* **Task goal**
For the data below, restate word for word only the lines from the line containing "pub fn state(&self)" through the line containing "self.0.lock().unwrap().push(reason);", both ends included.

(Exercise materials Opens)

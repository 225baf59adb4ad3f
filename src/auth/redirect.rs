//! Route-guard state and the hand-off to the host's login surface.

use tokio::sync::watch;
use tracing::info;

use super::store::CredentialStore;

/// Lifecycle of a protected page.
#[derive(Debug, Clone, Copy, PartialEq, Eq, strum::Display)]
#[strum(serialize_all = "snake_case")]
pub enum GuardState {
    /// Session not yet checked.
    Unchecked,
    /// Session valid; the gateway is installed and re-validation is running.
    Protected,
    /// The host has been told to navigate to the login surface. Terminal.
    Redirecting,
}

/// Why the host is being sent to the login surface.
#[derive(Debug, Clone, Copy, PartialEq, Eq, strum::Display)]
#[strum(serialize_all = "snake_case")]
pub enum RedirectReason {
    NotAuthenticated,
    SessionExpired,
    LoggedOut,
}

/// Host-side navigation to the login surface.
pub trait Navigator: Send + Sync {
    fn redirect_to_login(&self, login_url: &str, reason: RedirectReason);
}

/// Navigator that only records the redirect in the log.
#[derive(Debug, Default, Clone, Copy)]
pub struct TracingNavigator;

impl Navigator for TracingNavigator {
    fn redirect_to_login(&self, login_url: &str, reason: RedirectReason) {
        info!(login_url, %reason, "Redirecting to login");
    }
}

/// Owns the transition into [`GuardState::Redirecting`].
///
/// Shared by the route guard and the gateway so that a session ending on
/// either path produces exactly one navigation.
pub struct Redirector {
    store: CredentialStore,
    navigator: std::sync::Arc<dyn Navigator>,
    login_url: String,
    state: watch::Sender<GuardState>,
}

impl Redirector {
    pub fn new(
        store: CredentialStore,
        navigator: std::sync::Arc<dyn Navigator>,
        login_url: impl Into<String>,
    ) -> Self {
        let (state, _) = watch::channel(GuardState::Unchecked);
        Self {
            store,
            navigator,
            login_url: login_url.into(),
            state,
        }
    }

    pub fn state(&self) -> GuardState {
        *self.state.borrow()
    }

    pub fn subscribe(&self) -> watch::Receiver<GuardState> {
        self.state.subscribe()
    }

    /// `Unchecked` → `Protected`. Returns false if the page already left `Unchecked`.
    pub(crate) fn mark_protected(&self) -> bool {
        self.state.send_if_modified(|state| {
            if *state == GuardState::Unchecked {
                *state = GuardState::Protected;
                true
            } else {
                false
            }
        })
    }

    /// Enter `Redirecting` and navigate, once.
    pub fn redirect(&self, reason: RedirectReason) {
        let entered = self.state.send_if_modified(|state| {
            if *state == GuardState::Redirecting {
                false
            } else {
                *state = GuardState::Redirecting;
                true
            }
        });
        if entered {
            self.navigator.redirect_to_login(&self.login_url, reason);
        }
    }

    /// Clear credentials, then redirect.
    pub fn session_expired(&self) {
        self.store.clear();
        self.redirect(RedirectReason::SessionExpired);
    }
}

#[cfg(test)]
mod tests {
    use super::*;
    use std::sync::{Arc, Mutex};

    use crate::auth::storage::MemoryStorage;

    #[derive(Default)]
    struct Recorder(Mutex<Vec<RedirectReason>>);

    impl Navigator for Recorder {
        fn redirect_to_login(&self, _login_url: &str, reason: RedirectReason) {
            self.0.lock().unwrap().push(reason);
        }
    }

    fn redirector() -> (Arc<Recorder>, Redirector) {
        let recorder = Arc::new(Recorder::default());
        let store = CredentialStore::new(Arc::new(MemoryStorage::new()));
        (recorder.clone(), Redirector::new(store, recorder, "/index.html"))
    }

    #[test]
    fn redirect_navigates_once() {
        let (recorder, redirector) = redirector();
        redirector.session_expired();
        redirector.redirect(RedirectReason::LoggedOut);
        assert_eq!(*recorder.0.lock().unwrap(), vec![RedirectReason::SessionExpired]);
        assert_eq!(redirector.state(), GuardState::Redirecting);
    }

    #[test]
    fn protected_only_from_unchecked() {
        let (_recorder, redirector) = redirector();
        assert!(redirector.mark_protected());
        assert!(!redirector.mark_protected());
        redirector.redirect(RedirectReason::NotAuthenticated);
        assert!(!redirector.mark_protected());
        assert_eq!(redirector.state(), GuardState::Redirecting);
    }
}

(Exercise materials Closes)
(Exercise materials Opens)

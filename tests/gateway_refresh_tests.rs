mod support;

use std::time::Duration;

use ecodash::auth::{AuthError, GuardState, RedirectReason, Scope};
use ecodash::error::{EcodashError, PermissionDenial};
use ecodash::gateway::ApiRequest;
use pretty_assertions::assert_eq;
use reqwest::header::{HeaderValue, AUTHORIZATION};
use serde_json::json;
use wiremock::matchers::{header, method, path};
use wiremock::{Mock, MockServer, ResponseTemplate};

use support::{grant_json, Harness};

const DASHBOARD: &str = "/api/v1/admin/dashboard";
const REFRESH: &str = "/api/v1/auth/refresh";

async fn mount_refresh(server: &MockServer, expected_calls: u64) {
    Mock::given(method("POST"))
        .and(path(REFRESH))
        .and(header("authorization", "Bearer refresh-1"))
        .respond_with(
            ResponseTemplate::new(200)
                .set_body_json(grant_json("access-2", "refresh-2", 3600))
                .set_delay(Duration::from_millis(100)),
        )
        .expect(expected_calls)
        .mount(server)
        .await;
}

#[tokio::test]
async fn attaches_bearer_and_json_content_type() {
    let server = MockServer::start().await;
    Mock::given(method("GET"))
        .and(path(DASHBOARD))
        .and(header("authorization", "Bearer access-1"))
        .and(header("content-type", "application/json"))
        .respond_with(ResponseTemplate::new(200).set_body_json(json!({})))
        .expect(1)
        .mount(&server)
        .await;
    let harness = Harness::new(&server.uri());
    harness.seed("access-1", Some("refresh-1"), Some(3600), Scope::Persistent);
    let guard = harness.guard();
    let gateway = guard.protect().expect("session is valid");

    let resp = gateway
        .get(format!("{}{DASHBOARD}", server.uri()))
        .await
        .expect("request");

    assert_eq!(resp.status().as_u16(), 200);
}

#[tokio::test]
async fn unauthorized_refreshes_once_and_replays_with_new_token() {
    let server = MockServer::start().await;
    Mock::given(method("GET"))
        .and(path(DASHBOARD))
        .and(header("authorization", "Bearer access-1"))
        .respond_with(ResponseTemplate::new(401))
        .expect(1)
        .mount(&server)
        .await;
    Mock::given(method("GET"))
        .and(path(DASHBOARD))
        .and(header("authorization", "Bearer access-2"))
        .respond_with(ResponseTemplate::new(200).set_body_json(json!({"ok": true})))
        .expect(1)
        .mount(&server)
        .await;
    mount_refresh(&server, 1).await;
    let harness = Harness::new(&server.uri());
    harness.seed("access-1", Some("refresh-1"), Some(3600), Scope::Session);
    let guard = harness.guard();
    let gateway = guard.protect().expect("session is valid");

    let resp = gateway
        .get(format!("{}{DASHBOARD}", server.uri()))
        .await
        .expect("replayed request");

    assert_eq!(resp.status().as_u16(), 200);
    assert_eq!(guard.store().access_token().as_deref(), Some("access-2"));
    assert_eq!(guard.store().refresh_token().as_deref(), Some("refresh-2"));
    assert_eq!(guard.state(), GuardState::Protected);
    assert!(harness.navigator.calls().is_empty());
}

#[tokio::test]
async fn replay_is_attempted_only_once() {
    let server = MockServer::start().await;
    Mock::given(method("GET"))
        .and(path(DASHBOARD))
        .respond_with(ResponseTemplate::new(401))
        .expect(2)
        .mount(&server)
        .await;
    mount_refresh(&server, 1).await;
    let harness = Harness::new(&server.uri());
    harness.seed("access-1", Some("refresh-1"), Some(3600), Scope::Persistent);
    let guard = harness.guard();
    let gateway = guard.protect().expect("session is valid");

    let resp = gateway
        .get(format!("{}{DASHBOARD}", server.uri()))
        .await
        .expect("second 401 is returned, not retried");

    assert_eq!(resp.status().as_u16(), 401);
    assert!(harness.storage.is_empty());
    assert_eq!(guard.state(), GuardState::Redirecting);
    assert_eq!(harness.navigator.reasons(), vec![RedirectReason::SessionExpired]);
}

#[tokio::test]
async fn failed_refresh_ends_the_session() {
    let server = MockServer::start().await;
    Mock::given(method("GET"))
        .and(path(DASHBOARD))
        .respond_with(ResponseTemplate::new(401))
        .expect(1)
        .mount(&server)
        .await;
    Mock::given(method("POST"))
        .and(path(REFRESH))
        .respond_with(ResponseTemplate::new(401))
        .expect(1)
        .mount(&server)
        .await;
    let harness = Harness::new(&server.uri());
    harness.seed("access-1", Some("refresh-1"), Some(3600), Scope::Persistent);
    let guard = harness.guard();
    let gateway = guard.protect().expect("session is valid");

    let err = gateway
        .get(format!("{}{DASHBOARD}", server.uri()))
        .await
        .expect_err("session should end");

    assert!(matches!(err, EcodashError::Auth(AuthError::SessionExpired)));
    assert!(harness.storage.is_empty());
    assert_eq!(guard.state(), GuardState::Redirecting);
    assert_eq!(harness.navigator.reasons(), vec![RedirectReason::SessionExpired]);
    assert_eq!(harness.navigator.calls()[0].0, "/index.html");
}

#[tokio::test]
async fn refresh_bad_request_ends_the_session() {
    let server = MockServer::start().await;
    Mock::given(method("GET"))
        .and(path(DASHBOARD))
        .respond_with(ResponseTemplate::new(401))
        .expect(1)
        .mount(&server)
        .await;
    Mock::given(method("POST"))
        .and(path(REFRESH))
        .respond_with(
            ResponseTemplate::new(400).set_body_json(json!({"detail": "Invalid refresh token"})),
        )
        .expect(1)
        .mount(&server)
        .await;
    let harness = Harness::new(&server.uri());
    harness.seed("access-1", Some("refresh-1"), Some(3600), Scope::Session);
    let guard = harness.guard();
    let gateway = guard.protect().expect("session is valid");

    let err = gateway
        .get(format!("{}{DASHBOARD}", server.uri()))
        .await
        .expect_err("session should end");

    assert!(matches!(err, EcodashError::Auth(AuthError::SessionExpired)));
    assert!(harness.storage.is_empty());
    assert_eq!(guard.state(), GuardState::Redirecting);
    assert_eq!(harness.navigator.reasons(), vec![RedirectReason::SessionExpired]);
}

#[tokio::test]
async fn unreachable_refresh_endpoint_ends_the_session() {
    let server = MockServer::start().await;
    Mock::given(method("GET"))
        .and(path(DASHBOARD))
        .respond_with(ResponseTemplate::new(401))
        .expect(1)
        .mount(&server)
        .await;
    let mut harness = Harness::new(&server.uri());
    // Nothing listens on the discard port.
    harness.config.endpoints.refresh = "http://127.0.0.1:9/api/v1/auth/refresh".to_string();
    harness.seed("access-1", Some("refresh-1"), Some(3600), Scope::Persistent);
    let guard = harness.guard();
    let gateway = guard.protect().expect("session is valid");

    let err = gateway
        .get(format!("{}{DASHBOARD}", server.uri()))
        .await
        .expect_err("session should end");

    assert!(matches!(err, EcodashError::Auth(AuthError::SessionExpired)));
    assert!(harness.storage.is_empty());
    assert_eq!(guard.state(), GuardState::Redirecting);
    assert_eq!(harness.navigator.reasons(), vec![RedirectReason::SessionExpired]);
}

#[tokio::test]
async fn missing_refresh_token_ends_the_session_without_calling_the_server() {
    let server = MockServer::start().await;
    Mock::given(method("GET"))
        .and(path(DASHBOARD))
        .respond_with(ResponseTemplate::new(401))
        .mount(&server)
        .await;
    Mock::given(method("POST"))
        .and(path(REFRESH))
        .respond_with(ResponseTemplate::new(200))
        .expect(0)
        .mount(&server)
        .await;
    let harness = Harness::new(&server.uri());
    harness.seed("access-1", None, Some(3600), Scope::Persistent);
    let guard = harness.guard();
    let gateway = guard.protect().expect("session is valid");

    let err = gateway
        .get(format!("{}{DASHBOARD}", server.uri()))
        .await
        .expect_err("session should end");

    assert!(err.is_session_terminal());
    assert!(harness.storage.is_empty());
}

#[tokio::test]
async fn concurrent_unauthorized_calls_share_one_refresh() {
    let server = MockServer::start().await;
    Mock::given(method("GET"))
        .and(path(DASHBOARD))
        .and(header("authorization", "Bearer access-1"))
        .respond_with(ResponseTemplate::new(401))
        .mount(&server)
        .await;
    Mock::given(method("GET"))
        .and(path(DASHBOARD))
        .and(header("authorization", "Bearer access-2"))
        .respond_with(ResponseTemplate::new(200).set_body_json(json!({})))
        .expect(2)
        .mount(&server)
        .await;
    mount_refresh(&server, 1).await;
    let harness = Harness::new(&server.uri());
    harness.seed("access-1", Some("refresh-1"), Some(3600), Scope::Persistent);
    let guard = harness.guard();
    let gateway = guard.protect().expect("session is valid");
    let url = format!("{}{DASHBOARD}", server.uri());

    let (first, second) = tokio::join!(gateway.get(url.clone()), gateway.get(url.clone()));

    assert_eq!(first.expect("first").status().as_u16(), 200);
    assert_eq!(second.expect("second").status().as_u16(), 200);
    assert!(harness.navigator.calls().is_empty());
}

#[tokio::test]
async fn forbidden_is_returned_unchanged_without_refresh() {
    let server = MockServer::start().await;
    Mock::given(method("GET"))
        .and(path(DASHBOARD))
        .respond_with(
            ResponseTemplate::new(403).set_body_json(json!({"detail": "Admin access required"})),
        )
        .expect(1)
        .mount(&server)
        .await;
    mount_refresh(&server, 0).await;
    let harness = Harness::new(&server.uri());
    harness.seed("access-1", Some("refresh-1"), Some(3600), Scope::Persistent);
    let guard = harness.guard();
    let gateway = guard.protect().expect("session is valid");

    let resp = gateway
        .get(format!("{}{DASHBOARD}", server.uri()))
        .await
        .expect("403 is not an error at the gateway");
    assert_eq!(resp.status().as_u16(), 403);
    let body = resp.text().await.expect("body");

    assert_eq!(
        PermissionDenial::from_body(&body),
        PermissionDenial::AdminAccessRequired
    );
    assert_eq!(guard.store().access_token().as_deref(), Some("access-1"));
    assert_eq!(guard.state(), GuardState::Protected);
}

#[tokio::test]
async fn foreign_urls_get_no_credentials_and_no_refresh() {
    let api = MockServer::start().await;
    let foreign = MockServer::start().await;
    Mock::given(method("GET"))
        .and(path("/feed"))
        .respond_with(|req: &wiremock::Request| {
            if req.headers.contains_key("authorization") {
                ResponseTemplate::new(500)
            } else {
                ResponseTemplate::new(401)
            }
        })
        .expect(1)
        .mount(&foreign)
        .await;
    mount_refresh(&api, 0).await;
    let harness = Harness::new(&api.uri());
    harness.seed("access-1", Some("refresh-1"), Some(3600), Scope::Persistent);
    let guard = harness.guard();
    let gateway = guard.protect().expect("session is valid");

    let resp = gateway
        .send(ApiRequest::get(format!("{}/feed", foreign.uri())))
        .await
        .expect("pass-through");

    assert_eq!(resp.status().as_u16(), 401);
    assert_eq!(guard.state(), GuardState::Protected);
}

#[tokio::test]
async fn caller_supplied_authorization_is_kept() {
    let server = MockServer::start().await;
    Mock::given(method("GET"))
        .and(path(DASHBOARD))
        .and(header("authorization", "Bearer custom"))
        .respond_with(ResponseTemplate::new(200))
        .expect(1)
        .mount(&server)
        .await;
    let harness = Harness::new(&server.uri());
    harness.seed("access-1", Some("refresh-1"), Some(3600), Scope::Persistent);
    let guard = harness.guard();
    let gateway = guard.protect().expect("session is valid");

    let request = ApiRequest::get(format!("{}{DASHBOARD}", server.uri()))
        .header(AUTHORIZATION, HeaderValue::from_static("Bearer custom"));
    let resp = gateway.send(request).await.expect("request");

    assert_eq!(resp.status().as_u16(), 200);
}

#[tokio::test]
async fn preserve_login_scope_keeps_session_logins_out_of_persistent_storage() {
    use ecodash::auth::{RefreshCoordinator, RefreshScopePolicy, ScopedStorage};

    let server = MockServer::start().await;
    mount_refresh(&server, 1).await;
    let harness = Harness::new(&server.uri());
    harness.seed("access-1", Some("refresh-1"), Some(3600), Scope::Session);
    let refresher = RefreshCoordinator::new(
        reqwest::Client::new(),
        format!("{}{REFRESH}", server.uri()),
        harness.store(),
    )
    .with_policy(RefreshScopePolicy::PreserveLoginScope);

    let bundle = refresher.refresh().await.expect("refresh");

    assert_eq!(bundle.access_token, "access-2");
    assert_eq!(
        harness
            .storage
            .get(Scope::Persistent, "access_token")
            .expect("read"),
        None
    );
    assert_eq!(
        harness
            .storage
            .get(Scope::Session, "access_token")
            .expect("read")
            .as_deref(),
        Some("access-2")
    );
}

(Exercise materials Closes)

* **Solution to the exercise**
    pub fn state(&self) -> GuardState {
        *self.state.borrow()
    }

    pub fn subscribe(&self) -> watch::Receiver<GuardState> {
        self.state.subscribe()
    }

    /// `Unchecked` → `Protected`. Returns false if the page already left `Unchecked`.
    pub(crate) fn mark_protected(&self) -> bool {
        self.state.send_if_modified(|state| {
            if *state == GuardState::Unchecked {
                *state = GuardState::Protected;
                true
            } else {
                false
            }
        })
    }

    /// Enter `Redirecting` and navigate, once.
    pub fn redirect(&self, reason: RedirectReason) {
        let entered = self.state.send_if_modified(|state| {
            if *state == GuardState::Redirecting {
                false
            } else {
                *state = GuardState::Redirecting;
                true
            }
        });
        if entered {
            self.navigator.redirect_to_login(&self.login_url, reason);
        }
    }

    /// Clear credentials, then redirect.
    pub fn session_expired(&self) {
        self.store.clear();
        self.redirect(RedirectReason::SessionExpired);
    }
}

#[cfg(test)]
mod tests {
    use super::*;
    use std::sync::{Arc, Mutex};

    use crate::auth::storage::MemoryStorage;

    #[derive(Default)]
    struct Recorder(Mutex<Vec<RedirectReason>>);

    impl Navigator for Recorder {
        fn redirect_to_login(&self, _login_url: &str, reason: RedirectReason) {
            self.0.lock().unwrap().push(reason);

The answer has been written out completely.